*** Begin section ***

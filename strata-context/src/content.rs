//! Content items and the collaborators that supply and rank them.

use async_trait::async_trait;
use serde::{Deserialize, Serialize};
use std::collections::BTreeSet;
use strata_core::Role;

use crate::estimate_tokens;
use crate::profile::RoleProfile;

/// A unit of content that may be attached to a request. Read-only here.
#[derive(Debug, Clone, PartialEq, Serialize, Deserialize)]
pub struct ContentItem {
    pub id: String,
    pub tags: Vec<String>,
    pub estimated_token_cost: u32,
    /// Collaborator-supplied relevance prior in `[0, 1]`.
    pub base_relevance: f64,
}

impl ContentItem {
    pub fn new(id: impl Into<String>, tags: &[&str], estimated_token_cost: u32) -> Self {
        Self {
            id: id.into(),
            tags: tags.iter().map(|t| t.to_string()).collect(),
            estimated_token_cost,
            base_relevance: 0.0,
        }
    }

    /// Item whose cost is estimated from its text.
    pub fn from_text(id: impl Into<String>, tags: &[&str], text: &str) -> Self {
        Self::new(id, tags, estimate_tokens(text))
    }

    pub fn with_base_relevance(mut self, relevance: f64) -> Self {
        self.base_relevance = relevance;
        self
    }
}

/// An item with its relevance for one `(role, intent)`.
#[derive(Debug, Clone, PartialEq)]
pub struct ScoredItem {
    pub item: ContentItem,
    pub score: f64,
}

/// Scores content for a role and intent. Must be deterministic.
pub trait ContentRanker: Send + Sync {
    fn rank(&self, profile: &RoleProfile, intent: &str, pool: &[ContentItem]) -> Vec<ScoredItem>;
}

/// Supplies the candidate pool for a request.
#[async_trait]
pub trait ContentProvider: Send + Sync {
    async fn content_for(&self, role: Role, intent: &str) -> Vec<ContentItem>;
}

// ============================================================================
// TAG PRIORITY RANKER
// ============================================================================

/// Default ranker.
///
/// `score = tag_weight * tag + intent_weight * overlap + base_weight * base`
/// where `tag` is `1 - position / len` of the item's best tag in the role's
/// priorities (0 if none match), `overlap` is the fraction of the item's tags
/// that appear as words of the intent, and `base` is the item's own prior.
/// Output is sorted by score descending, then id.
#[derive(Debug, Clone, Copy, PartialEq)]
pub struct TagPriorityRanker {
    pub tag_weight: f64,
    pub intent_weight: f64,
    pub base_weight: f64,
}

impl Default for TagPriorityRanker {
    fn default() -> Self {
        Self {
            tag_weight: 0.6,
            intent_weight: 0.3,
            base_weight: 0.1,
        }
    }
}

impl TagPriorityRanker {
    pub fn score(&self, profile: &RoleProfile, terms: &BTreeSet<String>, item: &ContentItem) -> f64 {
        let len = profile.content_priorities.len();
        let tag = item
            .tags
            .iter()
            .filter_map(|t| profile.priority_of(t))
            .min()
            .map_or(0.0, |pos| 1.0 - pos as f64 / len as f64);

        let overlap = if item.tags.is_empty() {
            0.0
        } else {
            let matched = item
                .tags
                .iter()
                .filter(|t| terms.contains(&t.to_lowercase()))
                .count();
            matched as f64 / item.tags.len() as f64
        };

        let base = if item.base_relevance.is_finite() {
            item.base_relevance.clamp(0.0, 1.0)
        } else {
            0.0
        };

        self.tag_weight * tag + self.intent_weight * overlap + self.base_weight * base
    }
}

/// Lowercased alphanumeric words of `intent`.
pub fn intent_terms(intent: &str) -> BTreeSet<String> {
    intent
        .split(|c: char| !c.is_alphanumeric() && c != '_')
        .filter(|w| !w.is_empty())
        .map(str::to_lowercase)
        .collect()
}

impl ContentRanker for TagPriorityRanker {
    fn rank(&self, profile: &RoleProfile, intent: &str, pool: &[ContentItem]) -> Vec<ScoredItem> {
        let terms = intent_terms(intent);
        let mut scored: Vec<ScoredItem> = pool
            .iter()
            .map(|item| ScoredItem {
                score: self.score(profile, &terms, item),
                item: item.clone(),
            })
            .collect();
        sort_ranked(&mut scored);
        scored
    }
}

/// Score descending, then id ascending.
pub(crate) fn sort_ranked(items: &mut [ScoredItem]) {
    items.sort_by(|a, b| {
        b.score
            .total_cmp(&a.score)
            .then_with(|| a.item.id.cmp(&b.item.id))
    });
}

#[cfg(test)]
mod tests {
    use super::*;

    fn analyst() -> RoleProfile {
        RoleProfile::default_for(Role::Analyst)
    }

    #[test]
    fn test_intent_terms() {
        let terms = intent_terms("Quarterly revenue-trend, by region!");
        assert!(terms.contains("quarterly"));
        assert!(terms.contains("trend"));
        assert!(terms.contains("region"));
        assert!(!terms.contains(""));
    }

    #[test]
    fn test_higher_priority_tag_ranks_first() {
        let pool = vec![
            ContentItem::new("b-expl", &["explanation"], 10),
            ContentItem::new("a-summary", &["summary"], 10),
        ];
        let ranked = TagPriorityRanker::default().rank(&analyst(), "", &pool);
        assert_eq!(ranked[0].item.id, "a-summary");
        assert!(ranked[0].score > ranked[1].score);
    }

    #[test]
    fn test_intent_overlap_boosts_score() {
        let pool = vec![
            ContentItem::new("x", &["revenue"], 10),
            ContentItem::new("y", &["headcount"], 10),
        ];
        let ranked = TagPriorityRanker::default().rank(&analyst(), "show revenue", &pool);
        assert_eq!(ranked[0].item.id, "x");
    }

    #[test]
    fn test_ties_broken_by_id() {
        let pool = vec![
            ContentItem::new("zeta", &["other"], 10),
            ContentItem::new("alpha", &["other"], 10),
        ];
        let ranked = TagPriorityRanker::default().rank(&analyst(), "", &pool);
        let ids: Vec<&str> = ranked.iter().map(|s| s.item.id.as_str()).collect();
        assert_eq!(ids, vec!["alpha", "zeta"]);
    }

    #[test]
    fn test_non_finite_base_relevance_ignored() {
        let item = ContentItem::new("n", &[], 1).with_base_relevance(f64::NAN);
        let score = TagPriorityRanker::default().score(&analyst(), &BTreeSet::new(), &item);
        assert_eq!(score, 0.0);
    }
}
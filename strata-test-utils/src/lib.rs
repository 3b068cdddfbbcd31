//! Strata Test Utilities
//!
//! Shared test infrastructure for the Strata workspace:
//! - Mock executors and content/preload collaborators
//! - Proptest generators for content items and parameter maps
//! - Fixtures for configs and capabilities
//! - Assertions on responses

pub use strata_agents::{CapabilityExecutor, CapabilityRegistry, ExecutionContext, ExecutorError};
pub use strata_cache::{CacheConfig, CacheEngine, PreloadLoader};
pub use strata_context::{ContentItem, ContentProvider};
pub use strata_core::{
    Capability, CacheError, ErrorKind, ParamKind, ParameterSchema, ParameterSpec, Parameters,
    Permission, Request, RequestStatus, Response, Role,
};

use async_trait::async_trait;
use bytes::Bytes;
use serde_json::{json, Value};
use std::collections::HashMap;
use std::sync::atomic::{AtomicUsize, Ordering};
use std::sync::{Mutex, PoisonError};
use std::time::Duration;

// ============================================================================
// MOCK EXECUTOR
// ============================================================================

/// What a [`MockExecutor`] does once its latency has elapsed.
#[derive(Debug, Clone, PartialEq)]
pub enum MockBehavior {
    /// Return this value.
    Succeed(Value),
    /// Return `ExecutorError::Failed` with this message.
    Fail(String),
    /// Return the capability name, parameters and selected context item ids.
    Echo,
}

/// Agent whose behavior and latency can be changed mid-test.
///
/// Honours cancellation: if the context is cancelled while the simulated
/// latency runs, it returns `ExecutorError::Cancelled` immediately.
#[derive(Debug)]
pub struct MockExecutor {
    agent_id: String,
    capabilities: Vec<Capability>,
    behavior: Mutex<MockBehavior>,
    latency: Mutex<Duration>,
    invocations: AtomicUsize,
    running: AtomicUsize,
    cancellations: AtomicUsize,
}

*** End section ***

Requirement: Note every line above where the string "zeta" shows up, and copy those lines.

Written solution:
            ContentItem::new("zeta", &["other"], 10),
        assert_eq!(ids, vec!["alpha", "zeta"]);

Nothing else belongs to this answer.